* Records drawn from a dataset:
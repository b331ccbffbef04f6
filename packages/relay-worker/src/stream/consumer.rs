//! Stream Consumer: durable-stream consumer-group loop that submits each
//! message's job into the pool and only acks once the job reaches a
//! terminal state (spec §2 item 7, §5 "respects queue pressure by not
//! acking until the handler returns").
//!
//! Grounded on the teacher's worker loop shape (`kernel/jobs/worker.rs`):
//! a `CancellationToken`-scoped `tokio::select!` loop pulling one unit of
//! work at a time.

use std::sync::Arc;

use async_trait::async_trait;
use tokio::sync::broadcast;
use tokio_util::sync::CancellationToken;
use tracing::{error, warn};

use crate::jobs::job::Job;
use crate::jobs::pool::WorkerPool;

/// A single unseen entry pulled from the durable stream.
#[derive(Debug, Clone)]
pub struct StreamMessage {
    pub id: String,
    pub job: Job,
}

/// Port over whatever durable stream backs the deployment (e.g. a Redis
/// consumer group). `next()` blocks for the next unseen message on this
/// consumer group; `ack()` marks one message as delivered.
#[async_trait]
pub trait StreamSource: Send + Sync {
    async fn next(&self) -> anyhow::Result<Option<StreamMessage>>;
    async fn ack(&self, message_id: &str) -> anyhow::Result<()>;
}

pub struct StreamConsumer {
    source: Arc<dyn StreamSource>,
    pool: Arc<WorkerPool>,
    cancel: CancellationToken,
}

impl StreamConsumer {
    pub fn start(source: Arc<dyn StreamSource>, pool: Arc<WorkerPool>) -> (Arc<Self>, tokio::task::JoinHandle<()>) {
        let cancel = CancellationToken::new();
        let consumer = Arc::new(Self { source, pool, cancel: cancel.clone() });

        let loop_consumer = consumer.clone();
        let handle = tokio::spawn(async move {
            loop {
                tokio::select! {
                    _ = cancel.cancelled() => break,
                    result = loop_consumer.source.next() => {
                        match result {
                            Ok(Some(message)) => loop_consumer.handle_message(message).await,
                            Ok(None) => {
                                // No unseen entries right now; avoid a hot spin.
                                tokio::time::sleep(std::time::Duration::from_millis(50)).await;
                            }
                            Err(err) => {
                                error!(error = %err, "stream read failed");
                                tokio::time::sleep(std::time::Duration::from_millis(200)).await;
                            }
                        }
                    }
                }
            }
        });

        (consumer, handle)
    }

    pub fn stop(&self) {
        self.cancel.cancel();
    }

    /// Submits the job, waits for its specific terminal-state event, then
    /// acks. Queue-pressure backpressure (submit blocking on a full queue)
    /// naturally stalls the consumer loop rather than acking speculatively.
    async fn handle_message(&self, message: StreamMessage) {
        let mut completions = self.pool.subscribe_completions();
        let job_id = message.job.id.clone();

        let accepted = if message.job.priority.is_priority() {
            self.pool.submit_priority(message.job).await
        } else {
            self.pool.submit(message.job).await
        };

        if !accepted {
            // Dropped (stopped or rate-limited) before entering a queue —
            // nothing will ever complete it, so don't block waiting for one.
            warn!(message_id = %message.id, job_id = %job_id, "job dropped before submission, not acking");
            return;
        }

        loop {
            match completions.recv().await {
                Ok(completion) if completion.job_id == job_id => break,
                Ok(_) => continue,
                Err(broadcast::error::RecvError::Lagged(_)) => continue,
                Err(broadcast::error::RecvError::Closed) => {
                    warn!(message_id = %message.id, job_id = %job_id, "completion channel closed before ack");
                    return;
                }
            }
        }

        if let Err(err) = self.source.ack(&message.id).await {
            error!(message_id = %message.id, error = %err, "failed to ack stream message");
        }
    }
}


#[cfg(test)]
mod tests {
    use super::testing::InMemoryStreamSource;
    use super::*;
    use crate::error::WorkerError;
    use crate::jobs::dispatcher::{Dispatcher, Processor};
    use crate::jobs::job::{Job, JobPriority, JobType};
    use crate::jobs::pool::PoolConfig;
    use crate::jobs::timeout_table::TimeoutTable;
    use crate::jobs::dlq::DeadLetterQueue;
    use crate::metrics::Metrics;
    use crate::rate_limiter::RateLimiter;
    use std::collections::HashMap;
    use std::time::Duration;

    struct EchoProcessor;

    #[async_trait]
    impl Processor for EchoProcessor {
        async fn process(&self, _job: &Job) -> crate::error::Result<()> {
            Ok(())
        }
    }

    struct AlwaysFailProcessor;

    #[async_trait]
    impl Processor for AlwaysFailProcessor {
        async fn process(&self, _job: &Job) -> crate::error::Result<()> {
            Err(WorkerError::Validation("nope".to_string()))
        }
    }

    fn make_pool(dispatcher: Dispatcher) -> Arc<WorkerPool> {
        let config = PoolConfig {
            max_workers: 2,
            queue_capacity: 100,
            worker_batch_size: 1,
            channel_buffer_size: 100,
            default_job_timeout: Duration::from_secs(5),
            dlq_capacity: 10,
        };
        let metrics = Arc::new(Metrics::new());
        let rate_limiter = Arc::new(RateLimiter::new(10_000, 10_000, Duration::from_millis(1)));
        let (dlq, _handle) = DeadLetterQueue::start(10);
        WorkerPool::new(config, Arc::new(dispatcher), Arc::new(TimeoutTable::default()), rate_limiter, metrics, dlq)
    }

    #[tokio::test]
    async fn acks_only_after_successful_handler_completion() {
        let mut dispatcher = Dispatcher::new();
        dispatcher.register(JobType::MailSync, Arc::new(EchoProcessor));
        let pool = make_pool(dispatcher);
        pool.start().await;

        let job = Job::new(JobType::MailSync, HashMap::new());
        let message = StreamMessage { id: "msg-1".to_string(), job };
        let source = Arc::new(InMemoryStreamSource::new(vec![message]));
        let (consumer, handle) = StreamConsumer::start(source.clone(), pool.clone());

        tokio::time::timeout(Duration::from_secs(5), async {
            loop {
                if !source.acked.lock().await.is_empty() {
                    break;
                }
                tokio::time::sleep(Duration::from_millis(10)).await;
            }
        })
        .await
        .expect("message should be acked");

        assert_eq!(*source.acked.lock().await, vec!["msg-1".to_string()]);

        consumer.stop();
        let _ = handle.await;
        pool.stop().await;
    }

    #[tokio::test]
    async fn does_not_ack_until_dead_lettered_terminal_failure() {
        let mut dispatcher = Dispatcher::new();
        dispatcher.register(JobType::MailSync, Arc::new(AlwaysFailProcessor));
        let pool = make_pool(dispatcher);
        pool.start().await;

        let job = Job::new(JobType::MailSync, HashMap::new()).with_priority(JobPriority::Critical);
        let job_id = job.id.clone();
        let message = StreamMessage { id: "msg-2".to_string(), job };
        let source = Arc::new(InMemoryStreamSource::new(vec![message]));
        let (consumer, handle) = StreamConsumer::start(source.clone(), pool.clone());

        tokio::time::timeout(Duration::from_secs(5), async {
            loop {
                if pool.dlq().contains(&job_id).await {
                    break;
                }
                tokio::time::sleep(Duration::from_millis(10)).await;
            }
        })
        .await
        .expect("job should be dead-lettered");

        tokio::time::timeout(Duration::from_secs(5), async {
            loop {
                if !source.acked.lock().await.is_empty() {
                    break;
                }
                tokio::time::sleep(Duration::from_millis(10)).await;
            }
        })
        .await
        .expect("dead-lettered job is still a terminal state that should be acked");

        consumer.stop();
        let _ = handle.await;
        pool.stop().await;
    }
}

* TASK OBJECTIVE:
Output the complete data verbatim.

* OUTPUT FOR THIS TASK:
repository b331ccbffbef04f6
filename packages/relay-worker/src/stream/consumer.rs
//! Stream Consumer: durable-stream consumer-group loop that submits each
//! message's job into the pool and only acks once the job reaches a
//! terminal state (spec §2 item 7, §5 "respects queue pressure by not
//! acking until the handler returns").
//!
//! Grounded on the teacher's worker loop shape (`kernel/jobs/worker.rs`):
//! a `CancellationToken`-scoped `tokio::select!` loop pulling one unit of
//! work at a time.

use std::sync::Arc;

use async_trait::async_trait;
use tokio::sync::broadcast;
use tokio_util::sync::CancellationToken;
use tracing::{error, warn};

use crate::jobs::job::Job;
use crate::jobs::pool::WorkerPool;

/// A single unseen entry pulled from the durable stream.
#[derive(Debug, Clone)]
pub struct StreamMessage {
    pub id: String,
    pub job: Job,
}

/// Port over whatever durable stream backs the deployment (e.g. a Redis
/// consumer group). `next()` blocks for the next unseen message on this
/// consumer group; `ack()` marks one message as delivered.
#[async_trait]
pub trait StreamSource: Send + Sync {
    async fn next(&self) -> anyhow::Result<Option<StreamMessage>>;
    async fn ack(&self, message_id: &str) -> anyhow::Result<()>;
}

pub struct StreamConsumer {
    source: Arc<dyn StreamSource>,
    pool: Arc<WorkerPool>,
    cancel: CancellationToken,
}

impl StreamConsumer {
    pub fn start(source: Arc<dyn StreamSource>, pool: Arc<WorkerPool>) -> (Arc<Self>, tokio::task::JoinHandle<()>) {
        let cancel = CancellationToken::new();
        let consumer = Arc::new(Self { source, pool, cancel: cancel.clone() });

        let loop_consumer = consumer.clone();
        let handle = tokio::spawn(async move {
            loop {
                tokio::select! {
                    _ = cancel.cancelled() => break,
                    result = loop_consumer.source.next() => {
                        match result {
                            Ok(Some(message)) => loop_consumer.handle_message(message).await,
                            Ok(None) => {
                                // No unseen entries right now; avoid a hot spin.
                                tokio::time::sleep(std::time::Duration::from_millis(50)).await;
                            }
                            Err(err) => {
                                error!(error = %err, "stream read failed");
                                tokio::time::sleep(std::time::Duration::from_millis(200)).await;
                            }
                        }
                    }
                }
            }
        });

        (consumer, handle)
    }

    pub fn stop(&self) {
        self.cancel.cancel();
    }

    /// Submits the job, waits for its specific terminal-state event, then
    /// acks. Queue-pressure backpressure (submit blocking on a full queue)
    /// naturally stalls the consumer loop rather than acking speculatively.
    async fn handle_message(&self, message: StreamMessage) {
        let mut completions = self.pool.subscribe_completions();
        let job_id = message.job.id.clone();

        let accepted = if message.job.priority.is_priority() {
            self.pool.submit_priority(message.job).await
        } else {
            self.pool.submit(message.job).await
        };

        if !accepted {
            // Dropped (stopped or rate-limited) before entering a queue —
            // nothing will ever complete it, so don't block waiting for one.
            warn!(message_id = %message.id, job_id = %job_id, "job dropped before submission, not acking");
            return;
        }

        loop {
            match completions.recv().await {
                Ok(completion) if completion.job_id == job_id => break,
                Ok(_) => continue,
                Err(broadcast::error::RecvError::Lagged(_)) => continue,
                Err(broadcast::error::RecvError::Closed) => {
                    warn!(message_id = %message.id, job_id = %job_id, "completion channel closed before ack");
                    return;
                }
            }
        }

        if let Err(err) = self.source.ack(&message.id).await {
            error!(message_id = %message.id, error = %err, "failed to ack stream message");
        }
    }
}


#[cfg(test)]
mod tests {
    use super::testing::InMemoryStreamSource;
    use super::*;
    use crate::error::WorkerError;
    use crate::jobs::dispatcher::{Dispatcher, Processor};
    use crate::jobs::job::{Job, JobPriority, JobType};
    use crate::jobs::pool::PoolConfig;
    use crate::jobs::timeout_table::TimeoutTable;
    use crate::jobs::dlq::DeadLetterQueue;
    use crate::metrics::Metrics;
    use crate::rate_limiter::RateLimiter;
    use std::collections::HashMap;
    use std::time::Duration;

    struct EchoProcessor;

    #[async_trait]
    impl Processor for EchoProcessor {
        async fn process(&self, _job: &Job) -> crate::error::Result<()> {
            Ok(())
        }
    }

    struct AlwaysFailProcessor;

    #[async_trait]
    impl Processor for AlwaysFailProcessor {
        async fn process(&self, _job: &Job) -> crate::error::Result<()> {
            Err(WorkerError::Validation("nope".to_string()))
        }
    }

    fn make_pool(dispatcher: Dispatcher) -> Arc<WorkerPool> {
        let config = PoolConfig {
            max_workers: 2,
            queue_capacity: 100,
            worker_batch_size: 1,
            channel_buffer_size: 100,
            default_job_timeout: Duration::from_secs(5),
            dlq_capacity: 10,
        };
        let metrics = Arc::new(Metrics::new());
        let rate_limiter = Arc::new(RateLimiter::new(10_000, 10_000, Duration::from_millis(1)));
        let (dlq, _handle) = DeadLetterQueue::start(10);
        WorkerPool::new(config, Arc::new(dispatcher), Arc::new(TimeoutTable::default()), rate_limiter, metrics, dlq)
    }

    #[tokio::test]
    async fn acks_only_after_successful_handler_completion() {
        let mut dispatcher = Dispatcher::new();
        dispatcher.register(JobType::MailSync, Arc::new(EchoProcessor));
        let pool = make_pool(dispatcher);
        pool.start().await;

        let job = Job::new(JobType::MailSync, HashMap::new());
        let message = StreamMessage { id: "msg-1".to_string(), job };
        let source = Arc::new(InMemoryStreamSource::new(vec![message]));
        let (consumer, handle) = StreamConsumer::start(source.clone(), pool.clone());

        tokio::time::timeout(Duration::from_secs(5), async {
            loop {
                if !source.acked.lock().await.is_empty() {
                    break;
                }
                tokio::time::sleep(Duration::from_millis(10)).await;
            }
        })
        .await
        .expect("message should be acked");

        assert_eq!(*source.acked.lock().await, vec!["msg-1".to_string()]);

        consumer.stop();
        let _ = handle.await;
        pool.stop().await;
    }

    #[tokio::test]
    async fn does_not_ack_until_dead_lettered_terminal_failure() {
        let mut dispatcher = Dispatcher::new();
        dispatcher.register(JobType::MailSync, Arc::new(AlwaysFailProcessor));
        let pool = make_pool(dispatcher);
        pool.start().await;

        let job = Job::new(JobType::MailSync, HashMap::new()).with_priority(JobPriority::Critical);
        let job_id = job.id.clone();
        let message = StreamMessage { id: "msg-2".to_string(), job };
        let source = Arc::new(InMemoryStreamSource::new(vec![message]));
        let (consumer, handle) = StreamConsumer::start(source.clone(), pool.clone());

        tokio::time::timeout(Duration::from_secs(5), async {
            loop {
                if pool.dlq().contains(&job_id).await {
                    break;
                }
                tokio::time::sleep(Duration::from_millis(10)).await;
            }
        })
        .await
        .expect("job should be dead-lettered");

        tokio::time::timeout(Duration::from_secs(5), async {
            loop {
                if !source.acked.lock().await.is_empty() {
                    break;
                }
                tokio::time::sleep(Duration::from_millis(10)).await;
            }
        })
        .await
        .expect("dead-lettered job is still a terminal state that should be acked");

        consumer.stop();
        let _ = handle.await;
        pool.stop().await;
    }
}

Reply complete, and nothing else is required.